Jail for copyright violation? I guess people who've distributed pirated goods, like movies or music, have gone to jail, but I've never heard of it happening to a software developer. Fines are plausible, but I'm having a hard time imagining a scenario that leads to jail time.


The plausible situation is no criminal case, just a civil case, and probably settling for what amounts to a fine / delayed purchase, e.g. the "$10k donation" alluded to. But the worst case possibility, even if very unlikely, should include jail time (somehow -- I too don't know exactly how that would work out or who exactly would go to jail, manager or dev).


Just curious here... It's a license violation, then, not a copyright (law) violation. So isn't it more like breach of contract, i.e. a civil matter between parties, rather than a criminal case? And one does not go to jail for civil cases, do they?


GPL is a license to use copyrighted code, not a contract. If you violate the terms, your license is revoked. If you then continue to distribute the code in question without a license, then you may be liable for copyright infringement.

The first consequence of this is that only the copyright holder has standing to sue you, not anyone else who thinks they have a right to your code because you violated the GPL terms. They’re just wrong.

The second consequence is that the only remedies for copyright infringement are an injunction and damages related to the copyrighted code. So a court could force you to stop distributing the copyrighted code, requiring you to either (1) remove the GPL code from your product and use a substitute, or (2) pay for a commercial license from the owner. But you would not be forced to release your proprietary code under a GPL license.

Regarding jail for civil cases, no. In the US, we eliminated debtors’ prisons many years ago.


Developers have gone to jail for stealing code from financial companies.

See: https://en.wikipedia.org/wiki/Sergey_Aleynikov

Most GPL projects however don't have expensive, hateful, blood seeking lawyers behind them.


That is completely different. You don't go to jail for a license violation.


Honest question:

Is a license violation not equivalent to unlicensed use of code?

I mean, if you don't meet the terms of a license, you're not eligible to use the code under that license. That means you have no license to the code, and therefore are in breach of copyright, no?

How is that different from just using someone else's code outright - you're breaching copyright and you're not licensed, no?


Well, the difference in that case is that it isn't license violation at all. This case is a trade secret violation. Since Goldman Sachs never released the source code, it is by definition a trade secret which Sergey Aleynikov was not allowed to release or utilize outside of his job at Goldman Sachs.

If Goldman Sachs ever officially released the software it could be a copyright or license violation but this isn't the case.

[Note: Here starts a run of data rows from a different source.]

//! The apple: fixed canvas size, colors, and the ordered list of shapes.

use image::Rgb;

use crate::canvas::{BoundingBox, Canvas, Point, Shape};

/// Canvas width in pixels.
pub const WIDTH: u32 = 200;

/// Canvas height in pixels.
pub const HEIGHT: u32 = 250;

/// Canvas background.
pub const BACKGROUND: Rgb<u8> = Rgb([255, 255, 255]);

/// Green body with a darker rim.
pub const BODY: Shape = Shape::Ellipse {
    bounds: BoundingBox::new(30, 60, 170, 190),
    fill: Rgb([0, 150, 0]),
    outline: Some(Rgb([0, 100, 0])),
};

/// Leaf on top of the body.
pub const LEAF: Shape = Shape::Triangle {
    vertices: [Point::new(90, 50), Point::new(110, 30), Point::new(120, 60)],
    fill: Rgb([34, 139, 34]),
};

/// Pale highlight on the upper left of the body.
pub const HIGHLIGHT: Shape = Shape::Ellipse {
    bounds: BoundingBox::new(80, 70, 100, 90),
    fill: Rgb([220, 255, 220]),
    outline: None,
};

/// Shapes in painting order. Each one is composited over the ones before it,
/// so the body must stay first.
pub const APPLE: [(&str, Shape); 3] = [("body", BODY), ("leaf", LEAF), ("highlight", HIGHLIGHT)];

/// Paint the apple onto a fresh canvas.
#[must_use]
pub fn render(verbose: bool) -> Canvas {
    let mut canvas = Canvas::new(WIDTH, HEIGHT, BACKGROUND);
    if verbose {
        eprintln!("Canvas: {}x{}", canvas.width(), canvas.height());
    }

    for (name, shape) in &APPLE {
        if verbose {
            eprintln!("Drawing {name}: {shape:?}");
        }
        canvas.draw(shape);
    }

    canvas
}
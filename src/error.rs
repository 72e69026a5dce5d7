//! Unified error type for apple-draw.

use std::path::PathBuf;

use thiserror::Error;

/// Errors that can occur while producing the apple image.
#[derive(Debug, Error)]
pub enum DrawError {
    /// The output directory could not be created.
    #[error("Cannot create output directory {}: {source}", .path.display())]
    OutputDir {
        /// Directory that was requested.
        path: PathBuf,
        /// Underlying filesystem error.
        source: std::io::Error,
    },

    /// The canvas could not be encoded or written.
    #[error("Failed to save {}: {source}", .path.display())]
    Encode {
        /// Destination file.
        path: PathBuf,
        /// Underlying encoder error.
        source: image::ImageError,
    },
}
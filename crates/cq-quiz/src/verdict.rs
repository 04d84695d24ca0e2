use serde::{Deserialize, Serialize};
use std::fmt;

/// Outcome of checking one attempt.
#[derive(Debug, Clone, Copy, PartialEq, Eq, Hash, Serialize, Deserialize)]
#[serde(rename_all = "lowercase")]
pub enum Verdict {
    /// A numeric field did not hold a number.
    Invalid,
    Correct,
    Incorrect,
}

impl Verdict {
    pub fn as_str(self) -> &'static str {
        match self {
            Self::Invalid => "invalid",
            Self::Correct => "correct",
            Self::Incorrect => "incorrect",
        }
    }
}

impl fmt::Display for Verdict {
    fn fmt(&self, f: &mut fmt::Formatter<'_>) -> fmt::Result {
        f.pad(self.as_str())
    }
}

#[cfg(test)]
mod tests {
    use super::*;

    #[test]
    fn display_matches_wire_name() {
        for v in [Verdict::Invalid, Verdict::Correct, Verdict::Incorrect] {
            let yaml = serde_yaml::to_string(&v).unwrap();
            assert_eq!(yaml.trim(), v.to_string());
        }
    }
}
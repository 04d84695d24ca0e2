//! cq-core: stable foundation for convquiz.
//!
//! Contains:
//! - units (uom SI types, constructors and US customary volume factors)
//! - numeric (Real, finiteness checks, fixed-decimal rounding)
//! - error (shared error types)

pub mod error;
pub mod numeric;
pub mod units;

// Re-exports: nice ergonomics for downstream crates
pub use error::{CoreError, CoreResult};
pub use numeric::*;
pub use units::*;
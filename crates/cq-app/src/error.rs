//! Error types for the cq-app service layer.

use std::path::PathBuf;

/// Application error type wrapping the engine and file-format errors.
#[derive(Debug, thiserror::Error)]
pub enum AppError {
    #[error("Failed to read {path}")]
    FileRead {
        path: PathBuf,
        source: std::io::Error,
    },

    #[error("Invalid settings: {0}")]
    Settings(String),

    #[error("Invalid input: {0}")]
    InvalidInput(String),

    #[error("Attempt #{index} could not be checked: {source}")]
    Attempt {
        index: usize,
        source: cq_quiz::QuizError,
    },

    #[error(transparent)]
    Quiz(#[from] cq_quiz::QuizError),

    #[error(transparent)]
    Conversion(#[from] cq_units::ConversionError),

    #[error(transparent)]
    Core(#[from] cq_core::CoreError),

    #[error("YAML error: {0}")]
    Yaml(#[from] serde_yaml::Error),

    #[error("JSON error: {0}")]
    Json(#[from] serde_json::Error),
}

/// Result type for cq-app operations.
pub type AppResult<T> = Result<T, AppError>;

I remember in some situations that copyright infringement is cheaper than license violation. The former you can argue ignorance and pay a a fine the later you've knowing acknowledge what you've done is a violation of another person license but continued your behavior.


Aleynikov was charged with stealing trade secrets, which does not apply to GPL software.


> I found the legal community's focus on this area out of step with their otherwise well-measured calculations of risk and reward.

That seems true with pretty much any legal area. But, it's not their job to calculate risk, it's their job to tell you what is legal. It's management's job to decide if they want to take the risk or take the legal advice.


I think it's 100% their job to calculate risks and inform about legal customs/expected outcomes around something in question.


You're going to be pedaling that idea for a long time before you convince lawyers that it's in their interest to generalize on expected outcomes.


> What exactly is the potential liability for a GPL violation?

An anecdote from 2001:

http://web.archive.org/web/20061106184219/http://docs.gnu-de...


Usually, when doing due diligence, anything that might conceivably be a lawsuit or ongoing lawsuits results in a lower price or funds in escrow or similar agreements.

So, even if there never was a big payoff, the mere potential is a big red flag for the due diligence team (and leverage for negotiations as well). They can add indemnification clauses on contracts (they won't do that for a small company like the OP I guess).


Most cases are settled out of court or aren't publicized.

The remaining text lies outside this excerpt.